Я допускаю, что в таком случае ни малейшего намека на развратные римские порядки не выплыло бы на свет, но все, что бы ни делалось плохого, происходило по вине Экка, который взял на себя задачу не по своим силам. Безрассудно стремясь к собственной славе, он открыл позор Рима всему миру. Этот человек ваш враг, мой дорогой Лев, или, скорее, враг вашей курии. На одном только его примере мы видим, что нет врага более пагубного, чем льстец. Чего он достиг своей лестью, кроме зла, которого не мог бы совершить даже король? Имя Римской курии сегодня — это зловоние, распространяющееся по всему миру, папская власть чахнет, и римское невежество, некогда почитаемое, пользуется дурной славой. Мы не услышали бы ничего из всего этого, если бы Экк не нарушил мирный договор, установленный Карлом [фон Мильтицем ] и мною. Теперь Экк и сам отчетливо понимает это и, хотя уже слишком поздно, да и бессмысленно, он взбешен тем, что моя книга вышла в свет. Ему следовало подумать об этом тогда, когда, подобно весело ржущей лошади, он безумно стремился к собственной славе и предпочел свою выгоду вашей, подвергая вас опасности. Этот тщеславный человек думал, что я остановлюсь и буду хранить молчание из страха перед вашим именем, потому что я не уверен, что он полностью полагается на свой разум и свою ученость. Теперь, когда он видит, что я оказался более храбрым [чем он думал ] и не умолк, он раскаивается в своей поспешности, но слишком поздно, и он понимает, — если действительно, наконец, до него это доходит, — что на Небесах есть Тот, Кто противится гордым, а смирённым дает благодать (1Пет. 5, 5).
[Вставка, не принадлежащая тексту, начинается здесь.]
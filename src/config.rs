//! Configuration System
//!
//! Handles loading configuration from files and environment variables.
//! Supports TOML config files and environment variable overrides.

use crate::query::{CoercionTable, QueryExecutor};
use crate::storage::{FlatStore, StorageResult, StoreConfig};
use serde::Deserialize;
use std::path::{Path, PathBuf};

/// Main configuration structure
#[derive(Debug, Clone, Default, Deserialize)]
pub struct Config {
    #[serde(default)]
    pub store: StoreConfig,

    #[serde(default)]
    pub query: QueryConfig,

    #[serde(default)]
    pub logging: LoggingConfig,
}

/// Report output configuration
#[derive(Debug, Clone, Deserialize)]
pub struct QueryConfig {
    #[serde(default = "default_output_delimiter")]
    pub output_delimiter: String,

    /// Field name to coercion strategy used by aggregates
    #[serde(default)]
    pub coercions: CoercionTable,
}

fn default_output_delimiter() -> String {
    "|".to_string()
}

impl Default for QueryConfig {
    fn default() -> Self {
        Self {
            output_delimiter: default_output_delimiter(),
            coercions: CoercionTable::default(),
        }
    }
}

/// Logging configuration
#[derive(Debug, Clone, Deserialize)]
pub struct LoggingConfig {
    #[serde(default = "default_log_level")]
    pub level: String,

    #[serde(default = "default_log_format")]
    pub format: String,
}

fn default_log_level() -> String {
    "warn".to_string()
}

fn default_log_format() -> String {
    "pretty".to_string()
}

impl Default for LoggingConfig {
    fn default() -> Self {
        Self {
            level: default_log_level(),
            format: default_log_format(),
        }
    }
}

impl Config {
    /// Load configuration from a file
    pub fn load(path: &Path) -> Result<Self, ConfigError> {
        let content = std::fs::read_to_string(path).map_err(|e| ConfigError::Io {
            path: path.to_path_buf(),
            error: e.to_string(),
        })?;

        Self::parse(&content).map_err(|error| ConfigError::Parse {
            path: path.to_path_buf(),
            error,
        })
    }

    /// Parse configuration from TOML text
    pub fn parse(content: &str) -> Result<Self, String> {
        toml::from_str(content).map_err(|e| e.to_string())
    }

    /// Load configuration from environment variables only
    pub fn from_env() -> Self {
        let mut config = Config::default();
        config.apply_env_overrides();
        config
    }

    /// Load configuration with environment variable overrides
    pub fn load_with_env(path: &Path) -> Result<Self, ConfigError> {
        let mut config = Self::load(path)?;
        config.apply_env_overrides();
        Ok(config)
    }

    /// Load from default locations or environment
    pub fn load_default() -> Self {
        let config_paths = [
            dirs::config_dir().map(|p| p.join("flatstore").join("config.toml")),
            Some(PathBuf::from("./flatstore.toml")),
        ];

        for path in config_paths.iter().flatten() {
            if path.exists() {
                match Self::load_with_env(path) {
                    Ok(config) => {
                        tracing::debug!("Loaded config from {:?}", path);
                        return config;
                    }
                    Err(e) => {
                        tracing::warn!("Failed to load config from {:?}: {}", path, e);
                    }
                }
            }
        }

        Self::from_env()
    }

    /// Apply environment variable overrides to an existing config
    fn apply_env_overrides(&mut self) {
        if let Ok(data_dir) = std::env::var("FLATSTORE_DATA_DIR") {
            self.store.data_dir = PathBuf::from(data_dir);
        }
        if let Ok(delimiter) = std::env::var("FLATSTORE_OUTPUT_DELIMITER") {
            self.query.output_delimiter = delimiter;
        }
        if let Ok(level) = std::env::var("FLATSTORE_LOG_LEVEL") {
            self.logging.level = level;
        }
        if let Ok(format) = std::env::var("FLATSTORE_LOG_FORMAT") {
            self.logging.format = format;
        }
    }

    /// Open the configured store
    pub fn open_store(&self) -> StorageResult<FlatStore> {
        FlatStore::new(self.store.clone())
    }

    /// Open the configured store wrapped in a query executor
    pub fn executor(&self) -> StorageResult<QueryExecutor> {
        Ok(QueryExecutor::new(self.open_store()?)
            .with_coercions(self.query.coercions.clone())
            .with_output_delimiter(self.query.output_delimiter.clone()))
    }
}

/// Configuration errors
#[derive(Debug, thiserror::Error)]
pub enum ConfigError {
    #[error("Failed to read config file {path:?}: {error}")]
    Io { path: PathBuf, error: String },

    #[error("Failed to parse config file {path:?}: {error}")]
    Parse { path: PathBuf, error: String },
}

/// Generate a default config file content
pub fn generate_default_config() -> String {
    r#"# Flatstore Configuration
#
# Environment variables override these settings:
# - FLATSTORE_DATA_DIR
# - FLATSTORE_OUTPUT_DELIMITER
# - FLATSTORE_LOG_LEVEL
# - FLATSTORE_LOG_FORMAT

[store]
# Directory holding the schema file and record hierarchy
data_dir = "./data"

# Schema file name inside data_dir
headers_file = "headers.csv"

# Field delimiters for import files and stored records
input_delimiter = "|"
store_delimiter = "|"

# Fields forming the {partition}/{date}/{item} path of each record
[store.key_fields]
partition = "STB"
date = "DATE"
item = "TITLE"

[query]
# Delimiter between report columns
output_delimiter = "|"

# How aggregates interpret fields: text, decimal, or duration (H:MM)
[query.coercions]
REV = "decimal"
VIEW_TIME = "duration"

[logging]
# Log level: trace, debug, info, warn, error
level = "warn"

# Log format: pretty (for development) or json (for production)
format = "pretty"
"#
    .to_string()
}
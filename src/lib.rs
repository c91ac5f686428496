//! # Flatstore
//!
//! A flat-file record store with a tabular query layer. Delimited records are
//! imported into a directory hierarchy keyed by three fields, then filtered,
//! ordered, grouped, and aggregated into a delimited report.
//!
//! ## Modules
//!
//! - [`storage`]: Path layout, import, schema, and filtered scans
//! - [`query`]: Grouping, aggregation, ordering, and report output
//! - [`config`]: TOML and environment configuration
//!
//! ## Operating constraints
//!
//! The store has no locking. It assumes one writer and no queries running
//! during an import. Each import replaces the schema wholesale, so importing
//! a different field set without deleting first leaves older record files
//! misaligned with the schema.
//!
//! ## Quick Start
//!
//! ```rust,no_run
//! use flatstore::query::{Query, QueryExecutor};
//! use flatstore::storage::{FlatStore, StoreConfig};
//!
//! fn main() -> Result<(), Box<dyn std::error::Error>> {
//!     let store = FlatStore::new(StoreConfig::new("./data"))?;
//!     store.import_path(std::path::Path::new("views.psv"), true)?;
//!
//!     let executor = QueryExecutor::new(store);
//!     let query = Query::select(&["TITLE:count"])
//!         .group_by("TITLE")
//!         .order_by(&["TITLE"])
//!         .build()?;
//!     print!("{}", executor.query_to_string(&query)?);
//!
//!     Ok(())
//! }
//! ```

pub mod config;
pub mod query;
pub mod storage;

// Re-export top-level types for convenience
pub use storage::{FlatStore, KeyFields, Record, Schema, StorageError, StorageResult, StoreConfig};

pub use query::{
    AggValue, AggregateOp, Coercion, CoercionTable, Query, QueryError, QueryExecutor,
    QueryResult, ReportStats, SelectField,
};

pub use config::{Config, ConfigError, LoggingConfig, QueryConfig};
Поскольку из этого диспута мы не получили ничего, кроме еще большей путаницы в доводах Рима, Карл Мильтиц, в третьей попытке установить мир, обратился к старейшинам Августинского ордена, собравшимся на свой совет, и хотел получить от них помощь в улаживании полемики, которая разрослась до опасных и беспокоящих масштабов. Поскольку, по благоволению Божьему, у них не было возможности воздействовать на меня силовыми методами, некоторые из их самых известных людей были посланы ко мне. Эти люди просили меня по крайней мере проявить уважение к личности Вашего Святейшества и в смиренном письме защитить вашу, — а в этом случае и мою, — непогрешимость. Они говорили, что дело еще не безнадежно, при условии, что Лев X, по своему природному великодушию, примет в нем участие. Поскольку я всегда предлагал мир и желал его, чтобы иметь возможность посвятить себя более спокойным и мирным исследованиям, а столь яростно бушевал только для того, чтобы преодолеть своих неравных оппонентов силой и громогласностью слов, не менее, чем разумом, — я не только с радостью унялся, но также с ликованием и благодарением посчитал это предложение за великую любезность по отношению ко мне, при условии, что наши надежды исполнятся.